Retype, without any change, the first line of the records and every line after it through the one containing "use crate::error::ConnectorError;".

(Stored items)

==================================================

use std::sync::atomic::{AtomicBool, Ordering};
use std::sync::{Arc, Weak};
use std::time::Duration;

use dashmap::DashMap;
use spark_codec_frame::ProtoFrame;
use spark_transport::{Bootstrap, ChannelHandler, ChannelRef, Timer, TransportError, UnresolvedAddress};

use crate::clock::Clock;
use crate::config::ConnectorConfig;
use crate::connection::Connection;
use crate::error::ConnectorError;
use crate::pool::ConnectionPool;
use crate::registry::ConnectionRegistry;
use crate::watchdog::{ReconnectWatchdog, listener_fn};

/// 出站连接器：把连接池、看门狗与注册表装配在一起。
///
/// # 教案级注释
///
/// ## 意图（Why）
/// - 调用方只关心“连到某地址”和“从某地址取一条连接”，不应手工拼装看门狗与连接池；
/// - 定时器、时钟、引导器都以服务形式注入，测试可以整体替换。
///
/// ## 契约说明（What）
/// - 每个地址对应唯一的 [`ConnectionPool`]，首次使用时按配置创建；
/// - 每次 `connect` 都创建新的 [`Connection`] 与 [`ReconnectWatchdog`]；
/// - `connect` 等待首次建连：成功后登记到注册表，失败时停止该看门狗并返回 [`ConnectorError::ConnectFailed`]；
/// - `connect_async` 立即登记并返回，首次建连与后续重连都交给看门狗；
/// - `shutdown_gracefully` 停止所有重连、关闭所有池内通道并关闭定时器，此后 `connect` 返回 [`ConnectorError::Shutdown`]。
pub struct Connector {
    config: ConnectorConfig,
    bootstrap: Arc<dyn Bootstrap>,
    timer: Arc<dyn Timer>,
    clock: Arc<dyn Clock>,
    handler: Option<Arc<dyn ChannelHandler>>,
    registry: ConnectionRegistry,
    groups: DashMap<UnresolvedAddress, ConnectionPool>,
    shutdown: AtomicBool,
}

impl Connector {
    /// 构造连接器。
    pub fn new(
        config: ConnectorConfig,
        bootstrap: Arc<dyn Bootstrap>,
        timer: Arc<dyn Timer>,
        clock: Arc<dyn Clock>,
    ) -> Self {
        Self {
            config,
            bootstrap,
            timer,
            clock,
            handler: None,
            registry: ConnectionRegistry::new(),
            groups: DashMap::new(),
            shutdown: AtomicBool::new(false),
        }
    }

    /// 设置应用层处理器，接收所有通道的读事件与生命周期事件。
    pub fn with_handler(mut self, handler: Arc<dyn ChannelHandler>) -> Self {
        self.handler = Some(handler);
        self
    }

    /// 配置。
    pub fn config(&self) -> &ConnectorConfig {
        &self.config
    }

    /// 注册表。
    pub fn registry(&self) -> &ConnectionRegistry {
        &self.registry
    }

    /// 取得（必要时创建）某地址的连接池。
    pub fn group(&self, address: &UnresolvedAddress) -> ConnectionPool {
        if let Some(pool) = self.groups.get(address) {
            return pool.value().clone();
        }
        self.groups
            .entry(address.clone())
            .or_insert_with(|| {
                ConnectionPool::with_config(address.clone(), Arc::clone(&self.clock), &self.config.pool)
            })
            .value()
            .clone()
    }

    /// 所有连接池的快照。
    pub fn groups(&self) -> Vec<ConnectionPool> {
        self.groups.iter().map(|entry| entry.value().clone()).collect()
    }

    /// 某地址当前是否有可用连接。
    pub fn is_connection_available(&self, address: &UnresolvedAddress) -> bool {
        self.groups
            .get(address)
            .is_some_and(|pool| pool.is_available())
    }

    /// 连接到 `address` 并等待首次建连结果。
    pub async fn connect(&self, address: UnresolvedAddress) -> Result<Arc<Connection>, ConnectorError> {
        let (connection, watchdog) = self.prepare(address.clone())?;
        match watchdog.connect_now().await {
            Ok(channel) => {
                tracing::debug!(
                    target: "spark.connector",
                    %address,
                    channel = %channel.id(),
                    "connected"
                );
                connection.set_complete();
                self.registry.manage(Arc::clone(&connection));
                Ok(connection)
            }
            Err(source) => {
                watchdog.stop();
                Err(ConnectorError::ConnectFailed { address, source })
            }
        }
    }

    /// 连接到 `address`，不等待建连结果。
    pub fn connect_async(&self, address: UnresolvedAddress) -> Result<Arc<Connection>, ConnectorError> {
        let (connection, watchdog) = self.prepare(address.clone())?;
        if let Err(error) = watchdog.schedule_reconnect(Duration::ZERO) {
            watchdog.stop();
            return Err(ConnectorError::ConnectFailed {
                address,
                source: error,
            });
        }
        self.registry.manage(Arc::clone(&connection));
        Ok(connection)
    }

    /// 登记外部创建的连接。
    pub fn manage(&self, connection: Arc<Connection>) {
        self.registry.manage(connection);
    }

    /// 停止某地址的所有重连。
    pub fn cancel_reconnect(&self, address: &UnresolvedAddress) -> usize {
        self.registry.cancel_reconnect(address)
    }

    /// 停止所有地址的重连。
    pub fn cancel_all_reconnect(&self) -> usize {
        self.registry.cancel_all_reconnect()
    }

    /// 停止所有重连，关闭连接池中的全部通道，再关闭定时器。
    pub fn shutdown_gracefully(&self) {
        if self.shutdown.swap(true, Ordering::AcqRel) {
            return;
        }
        let cancelled = self.registry.cancel_all_reconnect();
        let mut closed = 0usize;
        for pool in self.groups() {
            for channel in pool.channels() {
                channel.close();
                closed += 1;
            }
        }
        self.timer.stop();
        tracing::info!(target: "spark.connector", cancelled, closed, "connector shut down");
    }

    fn prepare(
        &self,
        address: UnresolvedAddress,
    ) -> Result<(Arc<Connection>, Arc<ReconnectWatchdog>), ConnectorError> {
        if self.shutdown.load(Ordering::Acquire) {
            return Err(ConnectorError::Shutdown);
        }
        let connection = Arc::new(Connection::new(address.clone()));
        let tracker = Arc::new(ConnectionTracker {
            connection: Arc::downgrade(&connection),
            next: self.handler.clone(),
        });
        let watchdog = ReconnectWatchdog::builder(
            Arc::clone(&self.bootstrap),
            Arc::clone(&self.timer),
            address.clone(),
        )
        .pool(self.group(&address))
        .backoff(self.config.watchdog.backoff())
        .notify_capacity(self.config.watchdog.notify_queue_capacity)
        .next_handler(tracker)
        .build();

        let observed = Arc::downgrade(&connection);
        watchdog.add_reconnect_listener(listener_fn(move |success, _attempts, _watchdog: &ReconnectWatchdog| {
            if success {
                if let Some(connection) = observed.upgrade() {
                    connection.set_complete();
                }
            }
            Ok(())
        }));
        connection.bind_reconnect(watchdog.clone());
        Ok((connection, watchdog))
    }
}

impl std::fmt::Debug for Connector {
    fn fmt(&self, f: &mut std::fmt::Formatter<'_>) -> std::fmt::Result {
        f.debug_struct("Connector")
            .field("groups", &self.groups.len())
            .field("registry", &self.registry)
            .finish()
    }
}

/// 把通道生命周期同步到 [`Connection`]，再转发给应用处理器。
struct ConnectionTracker {
    connection: Weak<Connection>,
    next: Option<Arc<dyn ChannelHandler>>,
}

impl ChannelHandler for ConnectionTracker {
    fn channel_active(&self, channel: &ChannelRef) {
        if let Some(connection) = self.connection.upgrade() {
            connection.set_connected(true);
        }
        if let Some(next) = &self.next {
            next.channel_active(channel);
        }
    }

    fn channel_inactive(&self, channel: &ChannelRef) {
        if let Some(connection) = self.connection.upgrade() {
            connection.set_connected(false);
        }
        if let Some(next) = &self.next {
            next.channel_inactive(channel);
        }
    }

    fn channel_read(&self, channel: &ChannelRef, frame: ProtoFrame) {
        if let Some(next) = &self.next {
            next.channel_read(channel, frame);
        }
    }

    fn exception_caught(&self, channel: &ChannelRef, error: &TransportError) {
        if let Some(next) = &self.next {
            next.exception_caught(channel, error);
        }
    }
}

==================================================

OUTPUT FOR THIS TASK.
use std::sync::atomic::{AtomicBool, Ordering};
use std::sync::{Arc, Weak};
use std::time::Duration;

use dashmap::DashMap;
use spark_codec_frame::ProtoFrame;
use spark_transport::{Bootstrap, ChannelHandler, ChannelRef, Timer, TransportError, UnresolvedAddress};

use crate::clock::Clock;
use crate::config::ConnectorConfig;
use crate::connection::Connection;
use crate::error::ConnectorError;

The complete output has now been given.